**The records:**
────────────────
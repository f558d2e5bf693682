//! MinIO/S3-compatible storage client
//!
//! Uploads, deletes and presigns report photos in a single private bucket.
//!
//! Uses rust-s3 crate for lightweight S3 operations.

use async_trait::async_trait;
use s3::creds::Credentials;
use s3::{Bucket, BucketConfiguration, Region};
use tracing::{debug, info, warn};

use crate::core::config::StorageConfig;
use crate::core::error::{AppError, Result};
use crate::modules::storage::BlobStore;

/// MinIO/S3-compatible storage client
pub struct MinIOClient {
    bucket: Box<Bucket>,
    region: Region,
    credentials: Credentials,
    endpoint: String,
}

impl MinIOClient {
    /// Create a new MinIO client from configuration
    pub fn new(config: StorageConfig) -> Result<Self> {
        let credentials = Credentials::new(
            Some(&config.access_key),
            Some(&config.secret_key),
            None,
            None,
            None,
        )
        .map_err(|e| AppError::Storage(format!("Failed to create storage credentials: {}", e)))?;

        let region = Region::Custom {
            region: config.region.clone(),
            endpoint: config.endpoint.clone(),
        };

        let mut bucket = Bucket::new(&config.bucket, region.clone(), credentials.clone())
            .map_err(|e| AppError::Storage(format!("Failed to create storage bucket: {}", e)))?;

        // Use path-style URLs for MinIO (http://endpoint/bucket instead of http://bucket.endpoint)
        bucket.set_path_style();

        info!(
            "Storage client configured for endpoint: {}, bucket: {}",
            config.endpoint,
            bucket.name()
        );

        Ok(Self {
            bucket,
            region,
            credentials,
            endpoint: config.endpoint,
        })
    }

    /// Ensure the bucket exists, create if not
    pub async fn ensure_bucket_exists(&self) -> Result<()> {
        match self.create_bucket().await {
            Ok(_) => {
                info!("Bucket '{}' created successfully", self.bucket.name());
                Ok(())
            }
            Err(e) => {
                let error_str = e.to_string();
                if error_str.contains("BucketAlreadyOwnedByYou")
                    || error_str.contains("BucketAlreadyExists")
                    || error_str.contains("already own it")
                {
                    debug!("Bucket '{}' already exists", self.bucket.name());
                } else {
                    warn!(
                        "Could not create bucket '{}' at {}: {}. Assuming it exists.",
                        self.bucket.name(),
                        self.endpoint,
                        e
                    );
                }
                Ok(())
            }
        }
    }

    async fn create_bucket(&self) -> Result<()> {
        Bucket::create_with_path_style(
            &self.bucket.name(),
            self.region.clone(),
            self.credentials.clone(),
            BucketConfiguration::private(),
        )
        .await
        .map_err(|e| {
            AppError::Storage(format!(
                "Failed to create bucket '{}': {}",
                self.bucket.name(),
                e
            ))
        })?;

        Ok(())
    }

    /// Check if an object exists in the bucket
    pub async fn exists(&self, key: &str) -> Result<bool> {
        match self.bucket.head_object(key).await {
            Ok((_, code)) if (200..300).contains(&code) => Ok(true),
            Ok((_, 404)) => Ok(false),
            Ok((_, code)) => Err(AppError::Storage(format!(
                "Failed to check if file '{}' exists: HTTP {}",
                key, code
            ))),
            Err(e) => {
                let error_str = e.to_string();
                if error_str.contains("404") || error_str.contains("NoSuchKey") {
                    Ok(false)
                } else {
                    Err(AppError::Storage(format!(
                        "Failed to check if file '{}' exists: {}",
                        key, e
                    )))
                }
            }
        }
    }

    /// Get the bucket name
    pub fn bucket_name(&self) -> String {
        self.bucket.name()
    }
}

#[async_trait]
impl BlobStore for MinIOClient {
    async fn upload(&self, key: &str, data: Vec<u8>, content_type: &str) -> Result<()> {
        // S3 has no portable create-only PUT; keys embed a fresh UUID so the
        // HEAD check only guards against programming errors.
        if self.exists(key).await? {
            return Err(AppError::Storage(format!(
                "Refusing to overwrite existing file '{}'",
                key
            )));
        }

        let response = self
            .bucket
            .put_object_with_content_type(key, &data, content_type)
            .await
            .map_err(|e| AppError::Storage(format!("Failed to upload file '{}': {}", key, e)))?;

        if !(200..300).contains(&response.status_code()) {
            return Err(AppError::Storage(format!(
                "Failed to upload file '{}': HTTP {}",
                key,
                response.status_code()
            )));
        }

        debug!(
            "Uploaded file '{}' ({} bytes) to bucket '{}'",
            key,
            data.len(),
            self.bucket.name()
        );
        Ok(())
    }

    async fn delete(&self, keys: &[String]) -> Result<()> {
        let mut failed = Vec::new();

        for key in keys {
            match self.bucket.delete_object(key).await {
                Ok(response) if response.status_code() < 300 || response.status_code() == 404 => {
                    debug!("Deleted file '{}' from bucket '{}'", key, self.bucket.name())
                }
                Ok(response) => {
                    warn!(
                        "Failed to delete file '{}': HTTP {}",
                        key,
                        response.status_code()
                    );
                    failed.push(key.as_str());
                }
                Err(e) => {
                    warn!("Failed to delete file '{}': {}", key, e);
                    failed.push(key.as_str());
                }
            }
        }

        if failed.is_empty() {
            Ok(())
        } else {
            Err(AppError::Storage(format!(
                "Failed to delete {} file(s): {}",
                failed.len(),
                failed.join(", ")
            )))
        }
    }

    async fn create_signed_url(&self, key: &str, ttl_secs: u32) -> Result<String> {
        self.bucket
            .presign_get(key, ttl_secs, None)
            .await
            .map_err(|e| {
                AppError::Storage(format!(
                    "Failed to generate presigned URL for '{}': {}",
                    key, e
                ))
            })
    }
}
────────────────
**Instructions for the task:**
Collect the lines of the records that include the string "impl".

**Result of this exercise:**
impl MinIOClient {
impl BlobStore for MinIOClient {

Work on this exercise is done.